Start of Dataset entries

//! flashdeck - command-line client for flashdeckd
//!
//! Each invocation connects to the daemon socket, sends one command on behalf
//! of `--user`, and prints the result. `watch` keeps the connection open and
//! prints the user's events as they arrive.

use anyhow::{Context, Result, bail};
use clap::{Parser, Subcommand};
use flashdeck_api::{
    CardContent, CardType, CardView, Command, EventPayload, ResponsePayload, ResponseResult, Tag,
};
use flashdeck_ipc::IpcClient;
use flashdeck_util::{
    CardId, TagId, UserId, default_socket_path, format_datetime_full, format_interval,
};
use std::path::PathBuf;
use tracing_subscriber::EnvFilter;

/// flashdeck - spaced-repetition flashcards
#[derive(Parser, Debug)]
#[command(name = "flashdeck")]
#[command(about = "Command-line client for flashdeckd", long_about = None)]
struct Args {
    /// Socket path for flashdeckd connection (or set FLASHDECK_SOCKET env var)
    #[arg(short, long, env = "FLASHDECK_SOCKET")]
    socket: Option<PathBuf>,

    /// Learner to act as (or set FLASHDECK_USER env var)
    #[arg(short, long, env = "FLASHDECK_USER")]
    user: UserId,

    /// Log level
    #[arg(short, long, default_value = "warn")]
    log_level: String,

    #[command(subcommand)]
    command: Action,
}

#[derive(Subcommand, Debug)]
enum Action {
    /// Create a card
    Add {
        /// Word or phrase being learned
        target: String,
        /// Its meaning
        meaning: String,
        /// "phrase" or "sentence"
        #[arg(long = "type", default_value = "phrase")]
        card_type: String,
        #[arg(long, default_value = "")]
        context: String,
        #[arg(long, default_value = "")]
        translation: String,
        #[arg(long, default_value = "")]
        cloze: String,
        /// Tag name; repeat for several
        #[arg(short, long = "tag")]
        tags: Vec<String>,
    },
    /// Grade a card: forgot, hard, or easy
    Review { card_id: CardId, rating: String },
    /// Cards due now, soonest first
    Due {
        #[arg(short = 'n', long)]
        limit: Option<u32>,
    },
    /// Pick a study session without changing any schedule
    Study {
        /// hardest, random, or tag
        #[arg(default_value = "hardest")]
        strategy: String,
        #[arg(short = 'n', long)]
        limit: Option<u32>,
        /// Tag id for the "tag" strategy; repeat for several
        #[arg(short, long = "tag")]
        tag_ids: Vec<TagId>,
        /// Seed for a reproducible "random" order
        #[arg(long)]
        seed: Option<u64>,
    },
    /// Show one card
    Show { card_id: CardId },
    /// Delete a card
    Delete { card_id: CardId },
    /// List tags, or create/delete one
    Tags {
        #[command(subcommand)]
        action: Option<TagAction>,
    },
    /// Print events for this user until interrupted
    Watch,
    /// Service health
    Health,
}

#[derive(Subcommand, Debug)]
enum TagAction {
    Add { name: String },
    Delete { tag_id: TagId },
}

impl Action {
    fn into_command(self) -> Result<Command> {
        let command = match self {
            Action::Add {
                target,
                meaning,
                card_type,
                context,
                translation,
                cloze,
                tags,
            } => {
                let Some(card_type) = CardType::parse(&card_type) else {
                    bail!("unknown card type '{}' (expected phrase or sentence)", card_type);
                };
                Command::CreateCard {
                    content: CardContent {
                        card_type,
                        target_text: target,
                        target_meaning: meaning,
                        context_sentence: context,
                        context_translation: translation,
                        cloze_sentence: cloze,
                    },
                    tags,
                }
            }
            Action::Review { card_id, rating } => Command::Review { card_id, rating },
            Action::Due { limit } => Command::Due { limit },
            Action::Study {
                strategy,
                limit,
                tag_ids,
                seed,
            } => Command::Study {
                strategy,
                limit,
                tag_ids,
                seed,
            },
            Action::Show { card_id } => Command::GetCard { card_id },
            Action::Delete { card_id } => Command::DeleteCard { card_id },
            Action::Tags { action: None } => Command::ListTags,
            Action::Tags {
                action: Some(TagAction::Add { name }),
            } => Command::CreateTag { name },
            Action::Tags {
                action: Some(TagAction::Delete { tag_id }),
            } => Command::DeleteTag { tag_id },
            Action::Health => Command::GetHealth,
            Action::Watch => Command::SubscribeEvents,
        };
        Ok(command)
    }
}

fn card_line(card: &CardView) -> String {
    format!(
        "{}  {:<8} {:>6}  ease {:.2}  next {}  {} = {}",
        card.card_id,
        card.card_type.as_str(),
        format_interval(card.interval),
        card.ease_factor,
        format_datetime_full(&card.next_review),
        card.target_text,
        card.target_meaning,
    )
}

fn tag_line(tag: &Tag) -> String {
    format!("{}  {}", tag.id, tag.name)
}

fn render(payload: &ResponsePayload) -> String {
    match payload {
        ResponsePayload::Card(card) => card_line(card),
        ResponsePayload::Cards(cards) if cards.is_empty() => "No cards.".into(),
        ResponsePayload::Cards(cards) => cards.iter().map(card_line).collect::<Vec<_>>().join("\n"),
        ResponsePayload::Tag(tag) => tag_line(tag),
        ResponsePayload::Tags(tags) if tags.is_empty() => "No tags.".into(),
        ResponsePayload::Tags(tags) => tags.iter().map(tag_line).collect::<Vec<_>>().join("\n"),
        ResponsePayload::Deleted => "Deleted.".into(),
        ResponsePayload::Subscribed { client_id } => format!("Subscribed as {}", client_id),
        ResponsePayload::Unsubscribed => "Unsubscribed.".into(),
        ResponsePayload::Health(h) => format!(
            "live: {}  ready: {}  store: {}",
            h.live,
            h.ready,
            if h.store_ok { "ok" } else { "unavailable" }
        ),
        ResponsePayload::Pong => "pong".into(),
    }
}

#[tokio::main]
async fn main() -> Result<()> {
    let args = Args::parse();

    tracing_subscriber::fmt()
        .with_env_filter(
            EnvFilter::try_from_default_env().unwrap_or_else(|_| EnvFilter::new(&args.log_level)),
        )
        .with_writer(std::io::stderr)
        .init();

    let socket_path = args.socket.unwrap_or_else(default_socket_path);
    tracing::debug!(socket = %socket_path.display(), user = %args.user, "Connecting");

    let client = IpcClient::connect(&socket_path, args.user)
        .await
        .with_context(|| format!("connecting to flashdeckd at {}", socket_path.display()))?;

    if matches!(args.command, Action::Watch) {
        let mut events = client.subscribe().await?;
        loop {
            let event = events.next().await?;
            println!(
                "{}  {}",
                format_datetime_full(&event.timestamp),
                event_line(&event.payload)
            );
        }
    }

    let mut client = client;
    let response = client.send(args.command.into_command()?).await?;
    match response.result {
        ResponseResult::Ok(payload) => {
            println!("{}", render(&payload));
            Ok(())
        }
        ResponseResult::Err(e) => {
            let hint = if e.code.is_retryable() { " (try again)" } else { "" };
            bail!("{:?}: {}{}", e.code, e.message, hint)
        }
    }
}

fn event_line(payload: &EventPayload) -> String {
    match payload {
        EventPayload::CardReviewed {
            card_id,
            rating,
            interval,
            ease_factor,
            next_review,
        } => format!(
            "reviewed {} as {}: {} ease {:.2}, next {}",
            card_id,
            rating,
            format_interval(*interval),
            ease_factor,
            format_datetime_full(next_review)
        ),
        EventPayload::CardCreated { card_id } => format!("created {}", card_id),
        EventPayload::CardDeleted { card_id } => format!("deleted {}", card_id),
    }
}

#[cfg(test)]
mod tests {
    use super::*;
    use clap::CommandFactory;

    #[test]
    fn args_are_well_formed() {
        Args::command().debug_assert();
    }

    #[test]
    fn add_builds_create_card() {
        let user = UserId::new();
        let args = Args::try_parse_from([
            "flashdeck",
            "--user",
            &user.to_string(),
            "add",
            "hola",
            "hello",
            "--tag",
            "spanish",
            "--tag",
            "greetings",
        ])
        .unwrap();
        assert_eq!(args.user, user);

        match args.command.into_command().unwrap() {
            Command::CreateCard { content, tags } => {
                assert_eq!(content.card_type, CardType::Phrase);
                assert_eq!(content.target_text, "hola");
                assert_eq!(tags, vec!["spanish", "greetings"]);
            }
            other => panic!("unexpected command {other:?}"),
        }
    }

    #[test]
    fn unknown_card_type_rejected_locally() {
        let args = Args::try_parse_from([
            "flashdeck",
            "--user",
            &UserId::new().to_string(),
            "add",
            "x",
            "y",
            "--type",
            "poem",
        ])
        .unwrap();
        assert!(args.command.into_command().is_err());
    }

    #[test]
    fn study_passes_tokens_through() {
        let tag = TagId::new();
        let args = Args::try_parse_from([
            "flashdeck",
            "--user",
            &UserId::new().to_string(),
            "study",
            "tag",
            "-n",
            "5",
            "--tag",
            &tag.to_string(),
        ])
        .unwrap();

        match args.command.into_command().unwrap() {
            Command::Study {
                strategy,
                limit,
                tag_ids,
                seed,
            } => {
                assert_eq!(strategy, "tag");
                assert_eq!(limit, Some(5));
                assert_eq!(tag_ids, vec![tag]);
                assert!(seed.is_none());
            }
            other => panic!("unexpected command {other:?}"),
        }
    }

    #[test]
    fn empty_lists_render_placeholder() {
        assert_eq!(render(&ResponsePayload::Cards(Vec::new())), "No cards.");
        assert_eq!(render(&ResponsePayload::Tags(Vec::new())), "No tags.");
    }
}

End of Dataset entries

## Your goal
Search the records for the word "CreateCard". Copy every line that has it.

## Result
                Command::CreateCard {
            Command::CreateCard { content, tags } => {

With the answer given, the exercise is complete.